Latest migration figures published by the Central Statistics Office today show the number of Irish nationals who left the country during the period was up from 27,700 to 40,200.
Overall emigration was up by 16.9 per cent to 76,400, with Irish nationals making up 53 per cent of that total. This was an increase of 11,100 on the previous 12 months.
Emigration among non-Irish nationals fell for the second year in a row.
Nationals from the ‘EU12’ (the 10 accession states and Bulgaria and Romania) accounted for just under 20 per cent of emigrants.
The number of immigrants also increased over the same 12 month period from 30,800 to 42,300.
The CSO said net outward migration was broadly the same as in the previous 12-month period, at 34,100 and 34,500 respectively.
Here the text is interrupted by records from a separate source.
//! Search metadata: site-wide defaults, per-page overrides, and the field-by-field merge.

use crate::error::AppError;
use crate::store::{system_table, PAGE_SEO_TABLE, SEO_DEFAULTS_TABLE};
use chrono::{DateTime, Utc};
use serde::{Deserialize, Serialize};
use sqlx::PgPool;

pub const DEFAULTS_ID: &str = "global";
pub const TITLE_PLACEHOLDER: &str = "%s";
pub const NOINDEX: &str = "noindex, nofollow";
const DEFAULT_ROBOTS: &str = "index, follow";

#[derive(Debug, Clone, PartialEq, Serialize, Deserialize, sqlx::FromRow)]
#[serde(default)]
pub struct SeoDefaults {
    pub site_name: String,
    /// `%s` is replaced by the page title, e.g. `%s | Acme Modular`.
    pub title_template: String,
    pub default_title: String,
    pub default_description: String,
    #[sqlx(json)]
    pub default_keywords: Vec<String>,
    pub default_og_image: Option<String>,
    pub canonical_base_url: String,
    pub twitter_handle: Option<String>,
    pub robots: String,
    #[serde(skip_deserializing)]
    pub updated_at: Option<DateTime<Utc>>,
}

impl Default for SeoDefaults {
    fn default() -> Self {
        SeoDefaults {
            site_name: String::new(),
            title_template: TITLE_PLACEHOLDER.into(),
            default_title: String::new(),
            default_description: String::new(),
            default_keywords: Vec::new(),
            default_og_image: None,
            canonical_base_url: String::new(),
            twitter_handle: None,
            robots: DEFAULT_ROBOTS.into(),
            updated_at: None,
        }
    }
}

/// Stored override for one page path.
#[derive(Debug, Clone, Serialize, sqlx::FromRow)]
pub struct PageSeo {
    pub id: uuid::Uuid,
    pub page_path: String,
    pub title: Option<String>,
    /// Use `title` verbatim instead of rendering it through the template.
    pub title_is_absolute: bool,
    pub description: Option<String>,
    #[sqlx(json)]
    pub keywords: Vec<String>,
    pub og_image: Option<String>,
    pub canonical_url: Option<String>,
    pub robots: Option<String>,
    pub no_index: Option<bool>,
    pub updated_at: DateTime<Utc>,
}

/// Body of `PUT /admin/seo/pages`. Absent fields clear the override.
#[derive(Debug, Clone, Default, Deserialize)]
#[serde(default)]
pub struct PageSeoInput {
    pub page_path: String,
    pub title: Option<String>,
    pub title_is_absolute: bool,
    pub description: Option<String>,
    pub keywords: Vec<String>,
    pub og_image: Option<String>,
    pub canonical_url: Option<String>,
    pub robots: Option<String>,
    pub no_index: Option<bool>,
}

/// What a page should render in its head.
#[derive(Debug, Clone, PartialEq, Serialize)]
pub struct EffectiveSeo {
    pub page_path: String,
    pub title: String,
    pub description: String,
    pub keywords: Vec<String>,
    pub og_image: Option<String>,
    pub canonical_url: String,
    pub robots: String,
    pub site_name: String,
    pub twitter_handle: Option<String>,
}

fn non_blank(s: Option<&String>) -> Option<&str> {
    s.map(|s| s.trim()).filter(|s| !s.is_empty())
}

/// Substitutes the first `%s`; a template without the placeholder leaves the title alone.
pub fn render_title(template: &str, title: &str) -> String {
    if template.contains(TITLE_PLACEHOLDER) {
        template.replacen(TITLE_PLACEHOLDER, title, 1)
    } else {
        title.to_string()
    }
}

/// `/about/`, `about`, `/about?x=1` all become `/about`. The root stays `/`.
pub fn normalize_path(raw: &str) -> Result<String, AppError> {
    let path = raw.split(['?', '#']).next().unwrap_or("").trim();
    if path.chars().any(char::is_whitespace) || path.contains("://") {
        return Err(AppError::BadRequest(format!("invalid page path '{}'", raw)));
    }
    let trimmed = path.trim_matches('/');
    Ok(format!("/{}", trimmed))
}

/// Each field takes the page override when it is present and non-blank, otherwise the site default.
pub fn merge_seo(defaults: &SeoDefaults, page: Option<&PageSeo>, page_path: &str) -> EffectiveSeo {
    let title = match page.and_then(|p| non_blank(p.title.as_ref()).map(|t| (t, p.title_is_absolute))) {
        Some((t, true)) => t.to_string(),
        Some((t, false)) => render_title(&defaults.title_template, t),
        None if !defaults.default_title.trim().is_empty() => defaults.default_title.clone(),
        None => defaults.site_name.clone(),
    };
    let description = page
        .and_then(|p| non_blank(p.description.as_ref()))
        .map(str::to_string)
        .unwrap_or_else(|| defaults.default_description.clone());
    let keywords = match page {
        Some(p) if !p.keywords.is_empty() => p.keywords.clone(),
        _ => defaults.default_keywords.clone(),
    };
    let og_image = page
        .and_then(|p| non_blank(p.og_image.as_ref()))
        .map(str::to_string)
        .or_else(|| defaults.default_og_image.clone());
    let canonical_url = page
        .and_then(|p| non_blank(p.canonical_url.as_ref()))
        .map(str::to_string)
        .unwrap_or_else(|| format!("{}{}", defaults.canonical_base_url.trim_end_matches('/'), page_path));
    let robots = match page {
        Some(p) if p.no_index == Some(true) => NOINDEX.to_string(),
        Some(p) => non_blank(p.robots.as_ref())
            .map(str::to_string)
            .unwrap_or_else(|| defaults.robots.clone()),
        None => defaults.robots.clone(),
    };
    EffectiveSeo {
        page_path: page_path.to_string(),
        title,
        description,
        keywords,
        og_image,
        canonical_url,
        robots,
        site_name: defaults.site_name.clone(),
        twitter_handle: defaults.twitter_handle.clone(),
    }
}

const DEFAULTS_COLUMNS: &str = "site_name, title_template, default_title, default_description, default_keywords, \
     default_og_image, canonical_base_url, twitter_handle, robots, updated_at";
const PAGE_COLUMNS: &str =
    "id, page_path, title, title_is_absolute, description, keywords, og_image, canonical_url, robots, no_index, updated_at";

/// Stored defaults, or built-in ones when none were saved yet.
pub async fn get_defaults(pool: &PgPool, schema: &str) -> Result<SeoDefaults, AppError> {
    let row = sqlx::query_as::<_, SeoDefaults>(&format!(
        "SELECT {} FROM {} WHERE id = $1",
        DEFAULTS_COLUMNS,
        system_table(schema, SEO_DEFAULTS_TABLE)
    ))
    .bind(DEFAULTS_ID)
    .fetch_optional(pool)
    .await?;
    Ok(row.unwrap_or_default())
}

pub async fn put_defaults(pool: &PgPool, schema: &str, d: &SeoDefaults) -> Result<SeoDefaults, AppError> {
    if !d.title_template.contains(TITLE_PLACEHOLDER) {
        return Err(AppError::Validation(format!("title_template must contain '{}'", TITLE_PLACEHOLDER)));
    }
    let row = sqlx::query_as::<_, SeoDefaults>(&format!(
        "INSERT INTO {table} (id, site_name, title_template, default_title, default_description, default_keywords,
             default_og_image, canonical_base_url, twitter_handle, robots, updated_at)
         VALUES ($1, $2, $3, $4, $5, $6, $7, $8, $9, $10, NOW())
         ON CONFLICT (id) DO UPDATE SET
             site_name = EXCLUDED.site_name, title_template = EXCLUDED.title_template,
             default_title = EXCLUDED.default_title, default_description = EXCLUDED.default_description,
             default_keywords = EXCLUDED.default_keywords, default_og_image = EXCLUDED.default_og_image,
             canonical_base_url = EXCLUDED.canonical_base_url, twitter_handle = EXCLUDED.twitter_handle,
             robots = EXCLUDED.robots, updated_at = NOW()
         RETURNING {cols}",
        table = system_table(schema, SEO_DEFAULTS_TABLE),
        cols = DEFAULTS_COLUMNS
    ))
    .bind(DEFAULTS_ID)
    .bind(&d.site_name)
    .bind(&d.title_template)
    .bind(&d.default_title)
    .bind(&d.default_description)
    .bind(serde_json::json!(d.default_keywords))
    .bind(&d.default_og_image)
    .bind(&d.canonical_base_url)
    .bind(&d.twitter_handle)
    .bind(&d.robots)
    .fetch_one(pool)
    .await?;
    Ok(row)
}

pub async fn get_page(pool: &PgPool, schema: &str, page_path: &str) -> Result<Option<PageSeo>, AppError> {
    let row = sqlx::query_as::<_, PageSeo>(&format!(
        "SELECT {} FROM {} WHERE page_path = $1",
        PAGE_COLUMNS,
        system_table(schema, PAGE_SEO_TABLE)
    ))
    .bind(page_path)
    .fetch_optional(pool)
    .await?;
    Ok(row)
}

pub async fn list_pages(pool: &PgPool, schema: &str) -> Result<Vec<PageSeo>, AppError> {
    let rows = sqlx::query_as::<_, PageSeo>(&format!(
        "SELECT {} FROM {} ORDER BY page_path",
        PAGE_COLUMNS,
        system_table(schema, PAGE_SEO_TABLE)
    ))
    .fetch_all(pool)
    .await?;
    Ok(rows)
}

/// Insert or replace the override for `input.page_path` (normalized first).
pub async fn upsert_page(pool: &PgPool, schema: &str, input: PageSeoInput) -> Result<PageSeo, AppError> {
    if input.page_path.trim().is_empty() {
        return Err(AppError::Validation("page_path is required".into()));
    }
    let page_path = normalize_path(&input.page_path)?;
    let row = sqlx::query_as::<_, PageSeo>(&format!(
        "INSERT INTO {table} (id, page_path, title, title_is_absolute, description, keywords, og_image,
             canonical_url, robots, no_index, updated_at)
         VALUES ($1, $2, $3, $4, $5, $6, $7, $8, $9, $10, NOW())
         ON CONFLICT (page_path) DO UPDATE SET
             title = EXCLUDED.title, title_is_absolute = EXCLUDED.title_is_absolute,
             description = EXCLUDED.description, keywords = EXCLUDED.keywords, og_image = EXCLUDED.og_image,
             canonical_url = EXCLUDED.canonical_url, robots = EXCLUDED.robots, no_index = EXCLUDED.no_index,
             updated_at = NOW()
         RETURNING {cols}",
        table = system_table(schema, PAGE_SEO_TABLE),
        cols = PAGE_COLUMNS
    ))
    .bind(uuid::Uuid::new_v4())
    .bind(&page_path)
    .bind(&input.title)
    .bind(input.title_is_absolute)
    .bind(&input.description)
    .bind(serde_json::json!(input.keywords))
    .bind(&input.og_image)
    .bind(&input.canonical_url)
    .bind(&input.robots)
    .bind(input.no_index)
    .fetch_one(pool)
    .await?;
    Ok(row)
}

pub async fn delete_page(pool: &PgPool, schema: &str, id: uuid::Uuid) -> Result<bool, AppError> {
    let result = sqlx::query(&format!("DELETE FROM {} WHERE id = $1", system_table(schema, PAGE_SEO_TABLE)))
        .bind(id)
        .execute(pool)
        .await?;
    Ok(result.rows_affected() > 0)
}

/// Defaults plus the override for `raw_path`, merged.
pub async fn effective_for_path(pool: &PgPool, schema: &str, raw_path: &str) -> Result<EffectiveSeo, AppError> {
    let path = normalize_path(raw_path)?;
    let defaults = get_defaults(pool, schema).await?;
    let page = get_page(pool, schema, &path).await?;
    Ok(merge_seo(&defaults, page.as_ref(), &path))
}

#[cfg(test)]
mod tests {
    use super::*;

    fn defaults() -> SeoDefaults {
        SeoDefaults {
            site_name: "Acme Modular".into(),
            title_template: "%s | Acme Modular".into(),
            default_title: "Acme Modular | Modular Building Rentals".into(),
            default_description: "Modular offices, classrooms and storage for rent.".into(),
            default_keywords: vec!["modular buildings".into(), "portable offices".into()],
            default_og_image: Some("/og/default.jpg".into()),
            canonical_base_url: "https://www.acme-modular.example/".into(),
            twitter_handle: Some("@acmemodular".into()),
            robots: "index, follow".into(),
            updated_at: None,
        }
    }

    fn page(path: &str) -> PageSeo {
        PageSeo {
            id: uuid::Uuid::nil(),
            page_path: path.into(),
            title: None,
            title_is_absolute: false,
            description: None,
            keywords: Vec::new(),
            og_image: None,
            canonical_url: None,
            robots: None,
            no_index: None,
            updated_at: Utc::now(),
        }
    }

    #[test]
    fn without_override_everything_is_default() {
        let seo = merge_seo(&defaults(), None, "/solutions");
        assert_eq!(seo.title, "Acme Modular | Modular Building Rentals");
        assert_eq!(seo.description, "Modular offices, classrooms and storage for rent.");
        assert_eq!(seo.canonical_url, "https://www.acme-modular.example/solutions");
        assert_eq!(seo.robots, "index, follow");
        assert_eq!(seo.keywords.len(), 2);
    }

    #[test]
    fn override_title_goes_through_template() {
        let mut p = page("/solutions");
        p.title = Some("Solutions".into());
        assert_eq!(merge_seo(&defaults(), Some(&p), "/solutions").title, "Solutions | Acme Modular");
        p.title_is_absolute = true;
        assert_eq!(merge_seo(&defaults(), Some(&p), "/solutions").title, "Solutions");
    }

    #[test]
    fn blank_override_fields_fall_back() {
        let mut p = page("/faq");
        p.title = Some("   ".into());
        p.description = Some(String::new());
        p.keywords = vec!["faq".into()];
        let seo = merge_seo(&defaults(), Some(&p), "/faq");
        assert_eq!(seo.title, "Acme Modular | Modular Building Rentals");
        assert_eq!(seo.description, "Modular offices, classrooms and storage for rent.");
        assert_eq!(seo.keywords, vec!["faq".to_string()]);
        assert_eq!(seo.og_image.as_deref(), Some("/og/default.jpg"));
    }

    #[test]
    fn no_index_overrides_robots() {
        let mut p = page("/thank-you");
        p.robots = Some("index, follow".into());
        p.no_index = Some(true);
        assert_eq!(merge_seo(&defaults(), Some(&p), "/thank-you").robots, NOINDEX);
        p.no_index = Some(false);
        p.robots = Some("noarchive".into());
        assert_eq!(merge_seo(&defaults(), Some(&p), "/thank-you").robots, "noarchive");
    }

    #[test]
    fn explicit_canonical_wins() {
        let mut p = page("/locations/denver");
        p.canonical_url = Some("https://www.acme-modular.example/locations/colorado".into());
        let seo = merge_seo(&defaults(), Some(&p), "/locations/denver");
        assert_eq!(seo.canonical_url, "https://www.acme-modular.example/locations/colorado");
    }

    #[test]
    fn paths_are_normalized() {
        assert_eq!(normalize_path("/about/").unwrap(), "/about");
        assert_eq!(normalize_path("about?utm=x").unwrap(), "/about");
        assert_eq!(normalize_path("/").unwrap(), "/");
        assert_eq!(normalize_path("").unwrap(), "/");
        assert!(normalize_path("/a b").is_err());
        assert!(normalize_path("https://evil.example/x").is_err());
    }

    #[test]
    fn template_without_placeholder_keeps_title() {
        assert_eq!(render_title("Acme", "About"), "About");
        assert_eq!(render_title("%s - %s", "About"), "About - %s");
    }
}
But net outward migration among Irish nationals increased from 14,400 in April 2010 to 23,100 in April 2011.
Over the same period net outward migration of non-Irish nationals nearly halved from 20,200 to 11,000.
Emigration to the UK and countries designated as ‘rest of the world’ showed large increases, while there was a drop in emigration to the EU 12 countries.
Nearly two-thirds of the population is aged 15-64, some 22 per cent is under 15 and the remaining 12 per cent is 65 and older.
The natural increase in the population continued to be “very strong”, the CSO said.
Some 75,100 babies were born in the 12 months to April this year, with 27,400 deaths in the period. This results in a natural increase of 47,700, or just over 1 per cent of the population.
“The combined effect of strong natural increase and negative net migration resulted in a relatively small increase in the overall population of 13,600 bringing the population estimate to 4.48 million in April 2011,” the CSO said.